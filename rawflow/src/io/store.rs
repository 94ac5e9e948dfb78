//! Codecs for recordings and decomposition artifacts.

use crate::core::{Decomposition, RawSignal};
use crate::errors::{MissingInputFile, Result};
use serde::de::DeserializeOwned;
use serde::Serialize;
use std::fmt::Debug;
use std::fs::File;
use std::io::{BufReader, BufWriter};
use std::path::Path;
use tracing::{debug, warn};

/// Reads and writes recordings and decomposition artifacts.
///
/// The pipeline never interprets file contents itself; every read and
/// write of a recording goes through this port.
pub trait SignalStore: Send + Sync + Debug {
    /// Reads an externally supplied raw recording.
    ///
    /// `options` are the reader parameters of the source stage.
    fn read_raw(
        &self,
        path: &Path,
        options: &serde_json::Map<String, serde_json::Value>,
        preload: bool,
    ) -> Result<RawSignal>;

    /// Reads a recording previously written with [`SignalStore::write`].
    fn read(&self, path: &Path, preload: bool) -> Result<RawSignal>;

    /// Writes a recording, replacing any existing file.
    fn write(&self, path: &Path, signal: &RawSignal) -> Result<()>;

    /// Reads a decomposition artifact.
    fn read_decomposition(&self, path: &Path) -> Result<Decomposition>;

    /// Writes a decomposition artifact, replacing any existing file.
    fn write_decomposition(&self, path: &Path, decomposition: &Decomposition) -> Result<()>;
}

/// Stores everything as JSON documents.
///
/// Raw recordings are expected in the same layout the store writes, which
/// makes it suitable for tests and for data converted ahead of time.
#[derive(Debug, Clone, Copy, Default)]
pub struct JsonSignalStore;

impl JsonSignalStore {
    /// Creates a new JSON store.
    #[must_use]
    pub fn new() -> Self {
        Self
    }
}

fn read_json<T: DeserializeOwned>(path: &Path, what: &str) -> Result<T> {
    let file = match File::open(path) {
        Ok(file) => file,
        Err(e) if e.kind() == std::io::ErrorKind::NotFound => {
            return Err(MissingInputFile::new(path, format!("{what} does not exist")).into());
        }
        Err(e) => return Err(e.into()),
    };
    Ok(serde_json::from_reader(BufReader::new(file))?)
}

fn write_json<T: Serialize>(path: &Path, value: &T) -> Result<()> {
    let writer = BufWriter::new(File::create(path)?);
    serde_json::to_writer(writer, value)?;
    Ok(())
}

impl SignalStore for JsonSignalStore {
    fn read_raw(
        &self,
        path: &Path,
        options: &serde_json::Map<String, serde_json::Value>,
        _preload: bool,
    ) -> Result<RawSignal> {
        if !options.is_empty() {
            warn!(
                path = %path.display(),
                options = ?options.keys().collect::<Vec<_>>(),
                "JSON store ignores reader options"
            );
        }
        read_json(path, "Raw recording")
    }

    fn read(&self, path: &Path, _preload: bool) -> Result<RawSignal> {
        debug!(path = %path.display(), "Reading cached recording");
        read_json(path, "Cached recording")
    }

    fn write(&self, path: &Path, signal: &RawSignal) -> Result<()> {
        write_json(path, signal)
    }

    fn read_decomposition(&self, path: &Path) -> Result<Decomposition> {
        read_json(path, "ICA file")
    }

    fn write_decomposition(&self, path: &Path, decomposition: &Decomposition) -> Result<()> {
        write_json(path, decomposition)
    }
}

---

Exercise brief -> Your response should be each line that includes the word "BufWriter", copied from the records.

Exercise solution ->
use std::io::{BufReader, BufWriter};
    let writer = BufWriter::new(File::create(path)?);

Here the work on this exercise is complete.